Permalink to Comment4. Jason McCabe Calacanis on June 4, 2004 9:37 PM writes...
I just posted some more thoughts on this issue:
Blogs, Photo and Copyright: Winning the battle, but lets not lose the war. (or the Good enough for Google rule).
http://calacanis.weblogsinc.com/entry/3619596627327039/
Permalink to Comment5. brian on June 4, 2004 9:46 PM writes...
Pariah, as Larry Lessig says in his book "Free Culture," fair use is now only a protection if you have the legal resources to defend yourself. Sure you might win a case, but do most bloggers have the money or time to hire a lawyer represent their "rights," especially if you are up against a powerful corporation?

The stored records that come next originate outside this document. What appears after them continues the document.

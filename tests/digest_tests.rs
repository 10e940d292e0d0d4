mod common;

use std::sync::Arc;

use chrono::{Duration, Utc};
use tokio::sync::Notify;

use common::{FakePlatform, FakeSummarizer, bot, configured, human, runner, store_with};
use tldr_digest::core::models::{DigestOutcome, NotConfigured};
use tldr_digest::core::store::PersistedConfig;
use tldr_digest::errors::BotError;
use tldr_digest::worker::Trigger;

#[tokio::test]
async fn posts_one_block_for_the_only_active_channel() {
    let dir = tempfile::tempdir().unwrap();
    let platform = Arc::new(
        FakePlatform::new()
            .with_channel("S", "digests", Vec::new())
            .with_channel(
                "A",
                "alpha",
                vec![
                    human(40, "first"),
                    bot(35, "deploy finished"),
                    human(30, "second"),
                    human(10, "third"),
                ],
            )
            .with_channel("B", "beta", Vec::new()),
    );
    let summarizer = Arc::new(FakeSummarizer::new());
    let store = store_with(&dir, configured("S", &["A", "B"])).await;
    let runner = runner(platform.clone(), summarizer.clone(), store.clone());

    let outcome = runner.run(Trigger::Manual).await.unwrap();

    assert!(matches!(
        outcome,
        DigestOutcome::Posted {
            channels: 1,
            total_messages: 3,
            ..
        }
    ));

    let calls = summarizer.calls();
    assert_eq!(calls.len(), 1);
    assert_eq!(calls[0].1, "alpha");
    let lines: Vec<&str> = calls[0].0.lines().collect();
    assert_eq!(lines.len(), 3);
    assert!(lines[0].ends_with("jane: first"));
    assert!(lines[2].ends_with("jane: third"));
    assert!(!calls[0].0.contains("deploy finished"));

    let posted = platform.posted();
    assert_eq!(posted.len(), 1);
    assert_eq!(posted[0].0, "S");
    let digest = &posted[0].1;
    assert!(digest.header.starts_with("TLDR Summary "));
    assert_eq!(digest.blocks.len(), 1);
    assert_eq!(digest.blocks[0].title, "Summary for #alpha");
    assert_eq!(digest.blocks[0].body, "summary of alpha");
    assert!(digest.blocks[0].footer.starts_with("3 messages summarized • "));

    assert!(store.get().await.last_summary_time.is_some());
}

#[tokio::test]
async fn window_widens_to_last_successful_run() {
    let dir = tempfile::tempdir().unwrap();
    let platform = Arc::new(
        FakePlatform::new()
            .with_channel("S", "digests", Vec::new())
            .with_channel(
                "A",
                "alpha",
                vec![
                    human(240, "too old"),
                    human(120, "two hours ago"),
                    human(60, "one hour ago"),
                ],
            ),
    );
    let summarizer = Arc::new(FakeSummarizer::new());
    let mut config = configured("S", &["A"]);
    config.last_summary_time = Some(Utc::now() - Duration::hours(3));
    let store = store_with(&dir, config).await;
    let runner = runner(platform.clone(), summarizer.clone(), store);

    let outcome = runner.run(Trigger::Scheduled).await.unwrap();

    assert!(matches!(
        outcome,
        DigestOutcome::Posted {
            channels: 1,
            total_messages: 2,
            ..
        }
    ));
    let transcript = &summarizer.calls()[0].0;
    assert!(transcript.contains("two hours ago"));
    assert!(transcript.contains("one hour ago"));
    assert!(!transcript.contains("too old"));
}

#[tokio::test]
async fn default_window_is_one_hour() {
    let dir = tempfile::tempdir().unwrap();
    let platform = Arc::new(
        FakePlatform::new()
            .with_channel("S", "digests", Vec::new())
            .with_channel("A", "alpha", vec![human(90, "stale"), human(5, "fresh")]),
    );
    let summarizer = Arc::new(FakeSummarizer::new());
    let store = store_with(&dir, configured("S", &["A"])).await;
    let runner = runner(platform, summarizer.clone(), store);

    runner.run(Trigger::Scheduled).await.unwrap();

    let transcript = &summarizer.calls()[0].0;
    assert!(transcript.contains("fresh"));
    assert!(!transcript.contains("stale"));
}

#[tokio::test]
async fn all_summaries_failing_is_an_error_without_post() {
    let dir = tempfile::tempdir().unwrap();
    let platform = Arc::new(
        FakePlatform::new()
            .with_channel("S", "digests", Vec::new())
            .with_channel("A", "alpha", vec![human(5, "hello")])
            .with_channel("B", "beta", vec![human(5, "hi")]),
    );
    let summarizer = Arc::new(
        FakeSummarizer::new()
            .failing_for("alpha")
            .failing_for("beta"),
    );
    let store = store_with(&dir, configured("S", &["A", "B"])).await;
    let runner = runner(platform.clone(), summarizer.clone(), store.clone());

    let result = runner.run(Trigger::Scheduled).await;

    assert!(matches!(result, Err(BotError::GeneralError(_))));
    assert_eq!(summarizer.calls().len(), 2);
    assert!(platform.posted().is_empty());
    assert!(store.get().await.last_summary_time.is_none());
}

#[tokio::test]
async fn failed_channel_is_omitted_from_digest() {
    let dir = tempfile::tempdir().unwrap();
    let platform = Arc::new(
        FakePlatform::new()
            .with_channel("S", "digests", Vec::new())
            .with_channel("A", "alpha", vec![human(5, "hello")])
            .with_channel("B", "beta", vec![human(5, "hi"), human(4, "again")]),
    );
    let summarizer = Arc::new(FakeSummarizer::new().failing_for("alpha"));
    let store = store_with(&dir, configured("S", &["A", "B"])).await;
    let runner = runner(platform.clone(), summarizer, store);

    let outcome = runner.run(Trigger::Scheduled).await.unwrap();

    assert!(matches!(
        outcome,
        DigestOutcome::Posted {
            channels: 1,
            total_messages: 3,
            ..
        }
    ));
    let posted = platform.posted();
    assert_eq!(posted[0].1.blocks.len(), 1);
    assert_eq!(posted[0].1.blocks[0].title, "Summary for #beta");
}

#[tokio::test]
async fn unconfigured_run_makes_no_calls() {
    let dir = tempfile::tempdir().unwrap();
    let platform = Arc::new(FakePlatform::new());
    let summarizer = Arc::new(FakeSummarizer::new());
    let store = store_with(&dir, PersistedConfig::default()).await;
    let runner = runner(platform.clone(), summarizer.clone(), store.clone());

    let outcome = runner.run(Trigger::Scheduled).await.unwrap();

    assert_eq!(
        outcome,
        DigestOutcome::NotConfigured(NotConfigured::NoSummaryChannel)
    );
    assert_eq!(platform.call_count(), 0);
    assert!(summarizer.calls().is_empty());
    assert!(store.get().await.last_summary_time.is_none());
}

#[tokio::test]
async fn no_monitored_channels_makes_no_calls() {
    let dir = tempfile::tempdir().unwrap();
    let platform = Arc::new(FakePlatform::new().with_channel("S", "digests", Vec::new()));
    let summarizer = Arc::new(FakeSummarizer::new());
    let store = store_with(&dir, configured("S", &[])).await;
    let runner = runner(platform.clone(), summarizer, store);

    let outcome = runner.run(Trigger::Manual).await.unwrap();

    assert_eq!(
        outcome,
        DigestOutcome::NotConfigured(NotConfigured::NoMonitoredChannels)
    );
    assert_eq!(platform.call_count(), 0);
}

#[tokio::test]
async fn quiet_run_posts_nothing_but_advances_window() {
    let dir = tempfile::tempdir().unwrap();
    let platform = Arc::new(
        FakePlatform::new()
            .with_channel("S", "digests", Vec::new())
            .with_channel("A", "alpha", vec![bot(5, "cron ok"), human(120, "old news")]),
    );
    let summarizer = Arc::new(FakeSummarizer::new());
    let store = store_with(&dir, configured("S", &["A"])).await;
    let runner = runner(platform.clone(), summarizer.clone(), store.clone());

    let before = Utc::now();
    let outcome = runner.run(Trigger::Scheduled).await.unwrap();

    assert!(matches!(outcome, DigestOutcome::Quiet { .. }));
    assert!(platform.posted().is_empty());
    assert!(summarizer.calls().is_empty());
    let last = store.get().await.last_summary_time.unwrap();
    assert!(last >= before);
}

#[tokio::test]
async fn blocks_follow_monitored_order() {
    let dir = tempfile::tempdir().unwrap();
    let platform = Arc::new(
        FakePlatform::new()
            .with_channel("S", "digests", Vec::new())
            .with_channel("A", "alpha", vec![human(5, "a")])
            .with_channel("B", "beta", vec![human(5, "b")])
            .with_channel("C", "gamma", vec![human(5, "c")]),
    );
    let summarizer = Arc::new(FakeSummarizer::new());
    let store = store_with(&dir, configured("S", &["C", "A", "B"])).await;
    let runner = runner(platform.clone(), summarizer.clone(), store);

    runner.run(Trigger::Manual).await.unwrap();

    let titles: Vec<String> = platform.posted()[0]
        .1
        .blocks
        .iter()
        .map(|b| b.title.clone())
        .collect();
    assert_eq!(
        titles,
        vec!["Summary for #gamma", "Summary for #alpha", "Summary for #beta"]
    );
    let labels: Vec<String> = summarizer.calls().into_iter().map(|(_, l)| l).collect();
    assert_eq!(labels, vec!["gamma", "alpha", "beta"]);
}

#[tokio::test]
async fn unreadable_channels_are_skipped() {
    let dir = tempfile::tempdir().unwrap();
    let platform = Arc::new(
        FakePlatform::new()
            .with_channel("S", "digests", Vec::new())
            .with_failing_history("A", "alpha")
            .with_non_text_channel("V", "archived")
            .with_channel("B", "beta", vec![human(5, "b")]),
    );
    let summarizer = Arc::new(FakeSummarizer::new());
    let store = store_with(&dir, configured("S", &["A", "GONE", "V", "B"])).await;
    let runner = runner(platform.clone(), summarizer.clone(), store);

    let outcome = runner.run(Trigger::Scheduled).await.unwrap();

    assert!(matches!(
        outcome,
        DigestOutcome::Posted {
            channels: 1,
            total_messages: 1,
            ..
        }
    ));
    assert_eq!(summarizer.calls().len(), 1);
}

#[tokio::test]
async fn missing_destination_fails_before_collecting() {
    let dir = tempfile::tempdir().unwrap();
    let platform = Arc::new(FakePlatform::new().with_channel("A", "alpha", vec![human(5, "a")]));
    let summarizer = Arc::new(FakeSummarizer::new());
    let store = store_with(&dir, configured("S", &["A"])).await;
    let runner = runner(platform.clone(), summarizer.clone(), store.clone());

    let result = runner.run(Trigger::Scheduled).await;

    assert!(matches!(result, Err(BotError::ApiError(_))));
    assert!(summarizer.calls().is_empty());
    assert!(store.get().await.last_summary_time.is_none());
}

#[tokio::test]
async fn failed_post_keeps_window_for_next_run() {
    let dir = tempfile::tempdir().unwrap();
    let mut platform = FakePlatform::new()
        .with_channel("S", "digests", Vec::new())
        .with_channel("A", "alpha", vec![human(5, "a")]);
    platform.fail_post = true;
    let platform = Arc::new(platform);
    let summarizer = Arc::new(FakeSummarizer::new());
    let store = store_with(&dir, configured("S", &["A"])).await;
    let runner = runner(platform, summarizer, store.clone());

    assert!(runner.run(Trigger::Scheduled).await.is_err());
    assert!(store.get().await.last_summary_time.is_none());
}

#[tokio::test]
async fn successful_run_persists_last_summary_time() {
    let dir = tempfile::tempdir().unwrap();
    let platform = Arc::new(
        FakePlatform::new()
            .with_channel("S", "digests", Vec::new())
            .with_channel("A", "alpha", vec![human(5, "a")]),
    );
    let summarizer = Arc::new(FakeSummarizer::new());
    let store = store_with(&dir, configured("S", &["A"])).await;
    let runner = runner(platform, summarizer, store.clone());

    runner.run(Trigger::Scheduled).await.unwrap();

    let on_disk = store.reload().await.unwrap();
    assert!(on_disk.last_summary_time.is_some());
    assert_eq!(on_disk, store.get().await);
}

#[tokio::test]
async fn concurrent_run_reports_busy() {
    let dir = tempfile::tempdir().unwrap();
    let platform = Arc::new(
        FakePlatform::new()
            .with_channel("S", "digests", Vec::new())
            .with_channel("A", "alpha", vec![human(5, "a")]),
    );
    let entered = Arc::new(Notify::new());
    let release = Arc::new(Notify::new());
    let summarizer = Arc::new(FakeSummarizer::new().gated(entered.clone(), release.clone()));
    let store = store_with(&dir, configured("S", &["A"])).await;
    let runner = Arc::new(runner(platform.clone(), summarizer, store));

    let first = {
        let runner = runner.clone();
        tokio::spawn(async move { runner.run(Trigger::Scheduled).await })
    };
    entered.notified().await;

    assert!(runner.is_running());
    assert_eq!(
        runner.run(Trigger::Manual).await.unwrap(),
        DigestOutcome::Busy
    );

    release.notify_one();
    let outcome = first.await.unwrap().unwrap();
    assert!(matches!(outcome, DigestOutcome::Posted { .. }));
    assert_eq!(platform.posted().len(), 1);
    assert!(!runner.is_running());
}

#[tokio::test]
async fn last_summary_time_is_the_window_end_not_completion() {
    let dir = tempfile::tempdir().unwrap();
    let platform = Arc::new(
        FakePlatform::new()
            .with_channel("S", "digests", Vec::new())
            .with_channel("A", "alpha", vec![human(5, "a")]),
    );
    let entered = Arc::new(Notify::new());
    let release = Arc::new(Notify::new());
    let summarizer = Arc::new(FakeSummarizer::new().gated(entered.clone(), release.clone()));
    let store = store_with(&dir, configured("S", &["A"])).await;
    let runner = Arc::new(runner(platform, summarizer, store.clone()));

    let run = {
        let runner = runner.clone();
        tokio::spawn(async move { runner.run(Trigger::Scheduled).await })
    };
    entered.notified().await;
    // Anything posted from here on was not part of this run's window.
    let mid_run = Utc::now();
    tokio::time::sleep(std::time::Duration::from_millis(20)).await;
    release.notify_one();

    let outcome = run.await.unwrap().unwrap();
    let window_end = outcome.window_end().unwrap();
    let stored = store.get().await.last_summary_time.unwrap();

    assert_eq!(stored, window_end);
    assert!(stored <= mid_run);
}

Permalink to Comment6. Cory Doctorow on June 5, 2004 6:04 AM writes...
I believe that the appropriate best practice for quoting (including "quotations" of images) should be to quote *exactly* as much as you need to tell the best story possible -- that is, to make your point as well as you possibly can, given the material and your commentary on it -- and to not use *one pixel or word more*. My reading of Fair Use is that this is a defensible practice: the thing here isn't to to use only 50% of a post, or 50% of an image, but rather, to use just enough to make your point.
Remember, copyright seeks to maximize discourse, not restrict it, and that's fundamental to Fair Use. If the discourse demands that you use 70% of an image, or 100% of an image, or all of a post, you should do so -- but only if you're prepared to explain to a judge why you believe that you need that much of a work to make your point.
Imagine that you wwere writing about the tendency of photobloggers to waste bandwidth by using too little JPEG compression. You post an original image from a photoblog and the same image at 50% compression, side by side, to illustrate that the k-size is double what it needs to be. You would need to post the whole image, and not a piece of it, or a reduction of it, to explain this. I believe that this is what Fair Use demands of its proponents: to use 100% when called upon to use 100%.
Fair Use is meant to evolve through the creation of new uses. Lots of people quite reasonably
disbelieved that the VCR -- which made a consumptive use of 100 percent of creative works and eroded the studios' licensing deals with Discovision, a VCR competitor -- would be found to be a fair use. Nevertheless, Sony did not ship a VCR that only recorded half of the programs you taped, at half the resolution they were transmitted at.
Should we hold ourselves to a lower standard than Sony? Why? Sony *won*.